» Assignment: Your output should be the listing itself, repeated exactly.

» Study material:
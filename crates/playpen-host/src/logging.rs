//! Console host functions.
//!
//! Guest programs have two ways to produce text:
//! - `env::log` records a leveled diagnostic message. It is kept in the
//!   [`SandboxContext`] and, when the session runs with debug logging, also
//!   forwarded to `tracing`.
//! - `env::print` appends to the program output that the preview renders.

use playpen_core::store::{LogLevel, SandboxContext};
use tracing::{debug, error, info, warn};

/// Host implementation for the console interface.
pub struct LoggingHost;

impl LoggingHost {
    /// Log a message at the specified level.
    ///
    /// Messages past the context's log budget are dropped, including from `tracing`.
    pub fn log(ctx: &mut SandboxContext, level: LogLevel, message: &str) {
        if !ctx.log(level, message) || !ctx.debug_logging {
            return;
        }

        let session_id = &ctx.session_id;
        let hostname = ctx.hostname.as_ref().map(ToString::to_string);
        match level {
            LogLevel::Debug => debug!(session_id, hostname, guest_log = true, "{}", message),
            LogLevel::Info => info!(session_id, hostname, guest_log = true, "{}", message),
            LogLevel::Warn => warn!(session_id, hostname, guest_log = true, "{}", message),
            LogLevel::Error => error!(session_id, hostname, guest_log = true, "{}", message),
        }
    }

    /// Append text to the program output.
    pub fn print(ctx: &mut SandboxContext, text: &str) {
        ctx.print(text);
    }
}

/// Convert a numeric log level to [`LogLevel`].
///
/// 0=debug, 1=info, 2=warn, 3=error; unknown values map to info.
pub fn level_from_i32(level: i32) -> LogLevel {
    match level {
        0 => LogLevel::Debug,
        2 => LogLevel::Warn,
        3 => LogLevel::Error,
        _ => LogLevel::Info,
    }
}

#[cfg(test)]
mod tests {
    use super::*;
    use playpen_core::store::MAX_LOG_BYTES;

    #[test]
    fn test_logging_stores_in_context() {
        let mut ctx = SandboxContext::new("test-123".into());

        LoggingHost::log(&mut ctx, LogLevel::Info, "Hello");
        LoggingHost::log(&mut ctx, LogLevel::Error, "World");

        assert_eq!(ctx.logs.len(), 2);
        assert_eq!(ctx.logs[0].message, "Hello");
        assert_eq!(ctx.logs[0].level, LogLevel::Info);
        assert_eq!(ctx.logs[1].level, LogLevel::Error);
    }

    #[test]
    fn test_logging_with_debug_forwarding() {
        let mut ctx = SandboxContext::new("test".into());
        ctx.debug_logging = true;

        LoggingHost::log(&mut ctx, LogLevel::Warn, "forwarded");

        assert_eq!(ctx.logs.len(), 1);
    }

    #[test]
    fn test_logging_stops_at_budget() {
        let mut ctx = SandboxContext::new("test".into());
        ctx.debug_logging = true;
        let chunk = "y".repeat(MAX_LOG_BYTES);

        LoggingHost::log(&mut ctx, LogLevel::Info, &chunk);
        for _ in 0..100 {
            LoggingHost::log(&mut ctx, LogLevel::Info, &chunk);
        }

        assert_eq!(ctx.logs.len(), 2);
        assert_eq!(ctx.log_bytes(), MAX_LOG_BYTES);
        assert_eq!(ctx.logs[1].level, LogLevel::Warn);
    }

    #[test]
    fn test_print_appends_output() {
        let mut ctx = SandboxContext::new("test".into());

        LoggingHost::print(&mut ctx, "a");
        LoggingHost::print(&mut ctx, "b");

        assert_eq!(ctx.output, "ab");
        assert!(ctx.logs.is_empty());
    }

    #[test]
    fn test_level_from_i32() {
        assert_eq!(level_from_i32(0), LogLevel::Debug);
        assert_eq!(level_from_i32(1), LogLevel::Info);
        assert_eq!(level_from_i32(2), LogLevel::Warn);
        assert_eq!(level_from_i32(3), LogLevel::Error);
        assert_eq!(level_from_i32(99), LogLevel::Info);
    }
}
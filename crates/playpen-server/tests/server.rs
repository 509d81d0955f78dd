//! End-to-end tests against a live server on an ephemeral port.

use std::sync::Arc;

use playpen_common::{EngineConfig, ExecutionConfig, PipelineConfig};
use playpen_core::{WasmEngine, WasmSandboxFactory, WatToolchain};
use playpen_host::{MemoryStorage, create_instance_runner};
use playpen_pipeline::{Playground, Preview};
use playpen_server::{AppState, PlaypenServer};

fn app_state() -> AppState {
    let engine = WasmEngine::new(&EngineConfig::default()).unwrap();
    let runner = Arc::new(create_instance_runner(&engine).unwrap());

    let playground = Arc::new(
        Playground::new(
            Arc::new(WatToolchain::new(engine)),
            Arc::new(MemoryStorage::new()),
            None,
            PipelineConfig::default(),
        )
        .unwrap(),
    );
    let preview = Preview::new(
        Arc::new(WasmSandboxFactory::new(runner, ExecutionConfig::default())),
        playground.error_sink(),
    );
    AppState::new(playground, preview)
}

#[tokio::test]
async fn test_health_over_tcp() {
    let server = PlaypenServer::start_test(app_state()).await.unwrap();

    let body = reqwest::get(format!("{}/health", server.url()))
        .await
        .unwrap()
        .text()
        .await
        .unwrap();
    assert_eq!(body, "OK");

    server.shutdown().await;
}

#[tokio::test]
async fn test_edit_build_and_share_over_tcp() {
    let server = PlaypenServer::start_test(app_state()).await.unwrap();
    let client = reqwest::Client::new();

    client
        .put(format!("{}/pen/name", server.url()))
        .body("Over the wire")
        .send()
        .await
        .unwrap();
    let rebuild: serde_json::Value = client
        .post(format!("{}/pen/rebuild", server.url()))
        .send()
        .await
        .unwrap()
        .json()
        .await
        .unwrap();

    assert_eq!(rebuild["error_count"], 0);
    assert!(
        rebuild["hostname"]
            .as_str()
            .unwrap()
            .starts_with("over-the-wire-1-")
    );

    let share: serde_json::Value = client
        .get(format!("{}/share", server.url()))
        .send()
        .await
        .unwrap()
        .json()
        .await
        .unwrap();
    let url = url::Url::parse(share["url"].as_str().unwrap()).unwrap();
    let pen = playpen_host::pen_codec::from_url(&url).unwrap();
    assert_eq!(pen.name, "Over the wire");
    assert_eq!(pen, server.state().playground().pen());

    server.shutdown().await;
}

» Answer area:
filename crates/playpen-host/src/logging.rs
//! Console host functions.
//!
//! Guest programs have two ways to produce text:
//! - `env::log` records a leveled diagnostic message. It is kept in the
//!   [`SandboxContext`] and, when the session runs with debug logging, also
//!   forwarded to `tracing`.
//! - `env::print` appends to the program output that the preview renders.

use playpen_core::store::{LogLevel, SandboxContext};
use tracing::{debug, error, info, warn};

/// Host implementation for the console interface.
pub struct LoggingHost;

impl LoggingHost {
    /// Log a message at the specified level.
    ///
    /// Messages past the context's log budget are dropped, including from `tracing`.
    pub fn log(ctx: &mut SandboxContext, level: LogLevel, message: &str) {
        if !ctx.log(level, message) || !ctx.debug_logging {
            return;
        }

        let session_id = &ctx.session_id;
        let hostname = ctx.hostname.as_ref().map(ToString::to_string);
        match level {
            LogLevel::Debug => debug!(session_id, hostname, guest_log = true, "{}", message),
            LogLevel::Info => info!(session_id, hostname, guest_log = true, "{}", message),
            LogLevel::Warn => warn!(session_id, hostname, guest_log = true, "{}", message),
            LogLevel::Error => error!(session_id, hostname, guest_log = true, "{}", message),
        }
    }

    /// Append text to the program output.
    pub fn print(ctx: &mut SandboxContext, text: &str) {
        ctx.print(text);
    }
}

/// Convert a numeric log level to [`LogLevel`].
///
/// 0=debug, 1=info, 2=warn, 3=error; unknown values map to info.
pub fn level_from_i32(level: i32) -> LogLevel {
    match level {
        0 => LogLevel::Debug,
        2 => LogLevel::Warn,
        3 => LogLevel::Error,
        _ => LogLevel::Info,
    }
}

#[cfg(test)]
mod tests {
    use super::*;
    use playpen_core::store::MAX_LOG_BYTES;

    #[test]
    fn test_logging_stores_in_context() {
        let mut ctx = SandboxContext::new("test-123".into());

        LoggingHost::log(&mut ctx, LogLevel::Info, "Hello");
        LoggingHost::log(&mut ctx, LogLevel::Error, "World");

        assert_eq!(ctx.logs.len(), 2);
        assert_eq!(ctx.logs[0].message, "Hello");
        assert_eq!(ctx.logs[0].level, LogLevel::Info);
        assert_eq!(ctx.logs[1].level, LogLevel::Error);
    }

    #[test]
    fn test_logging_with_debug_forwarding() {
        let mut ctx = SandboxContext::new("test".into());
        ctx.debug_logging = true;

        LoggingHost::log(&mut ctx, LogLevel::Warn, "forwarded");

        assert_eq!(ctx.logs.len(), 1);
    }

    #[test]
    fn test_logging_stops_at_budget() {
        let mut ctx = SandboxContext::new("test".into());
        ctx.debug_logging = true;
        let chunk = "y".repeat(MAX_LOG_BYTES);

        LoggingHost::log(&mut ctx, LogLevel::Info, &chunk);
        for _ in 0..100 {
            LoggingHost::log(&mut ctx, LogLevel::Info, &chunk);
        }

        assert_eq!(ctx.logs.len(), 2);
        assert_eq!(ctx.log_bytes(), MAX_LOG_BYTES);
        assert_eq!(ctx.logs[1].level, LogLevel::Warn);
    }

    #[test]
    fn test_print_appends_output() {
        let mut ctx = SandboxContext::new("test".into());

        LoggingHost::print(&mut ctx, "a");
        LoggingHost::print(&mut ctx, "b");

        assert_eq!(ctx.output, "ab");
        assert!(ctx.logs.is_empty());
    }

    #[test]
    fn test_level_from_i32() {
        assert_eq!(level_from_i32(0), LogLevel::Debug);
        assert_eq!(level_from_i32(1), LogLevel::Info);
        assert_eq!(level_from_i32(2), LogLevel::Warn);
        assert_eq!(level_from_i32(3), LogLevel::Error);
        assert_eq!(level_from_i32(99), LogLevel::Info);
    }
}
filename crates/playpen-server/tests/server.rs
repository 509d81d0955f78dd
//! End-to-end tests against a live server on an ephemeral port.

use std::sync::Arc;

use playpen_common::{EngineConfig, ExecutionConfig, PipelineConfig};
use playpen_core::{WasmEngine, WasmSandboxFactory, WatToolchain};
use playpen_host::{MemoryStorage, create_instance_runner};
use playpen_pipeline::{Playground, Preview};
use playpen_server::{AppState, PlaypenServer};

fn app_state() -> AppState {
    let engine = WasmEngine::new(&EngineConfig::default()).unwrap();
    let runner = Arc::new(create_instance_runner(&engine).unwrap());

    let playground = Arc::new(
        Playground::new(
            Arc::new(WatToolchain::new(engine)),
            Arc::new(MemoryStorage::new()),
            None,
            PipelineConfig::default(),
        )
        .unwrap(),
    );
    let preview = Preview::new(
        Arc::new(WasmSandboxFactory::new(runner, ExecutionConfig::default())),
        playground.error_sink(),
    );
    AppState::new(playground, preview)
}

#[tokio::test]
async fn test_health_over_tcp() {
    let server = PlaypenServer::start_test(app_state()).await.unwrap();

    let body = reqwest::get(format!("{}/health", server.url()))
        .await
        .unwrap()
        .text()
        .await
        .unwrap();
    assert_eq!(body, "OK");

    server.shutdown().await;
}

#[tokio::test]
async fn test_edit_build_and_share_over_tcp() {
    let server = PlaypenServer::start_test(app_state()).await.unwrap();
    let client = reqwest::Client::new();

    client
        .put(format!("{}/pen/name", server.url()))
        .body("Over the wire")
        .send()
        .await
        .unwrap();
    let rebuild: serde_json::Value = client
        .post(format!("{}/pen/rebuild", server.url()))
        .send()
        .await
        .unwrap()
        .json()
        .await
        .unwrap();

    assert_eq!(rebuild["error_count"], 0);
    assert!(
        rebuild["hostname"]
            .as_str()
            .unwrap()
            .starts_with("over-the-wire-1-")
    );

    let share: serde_json::Value = client
        .get(format!("{}/share", server.url()))
        .send()
        .await
        .unwrap()
        .json()
        .await
        .unwrap();
    let url = url::Url::parse(share["url"].as_str().unwrap()).unwrap();
    let pen = playpen_host::pen_codec::from_url(&url).unwrap();
    assert_eq!(pen.name, "Over the wire");
    assert_eq!(pen, server.state().playground().pen());

    server.shutdown().await;
}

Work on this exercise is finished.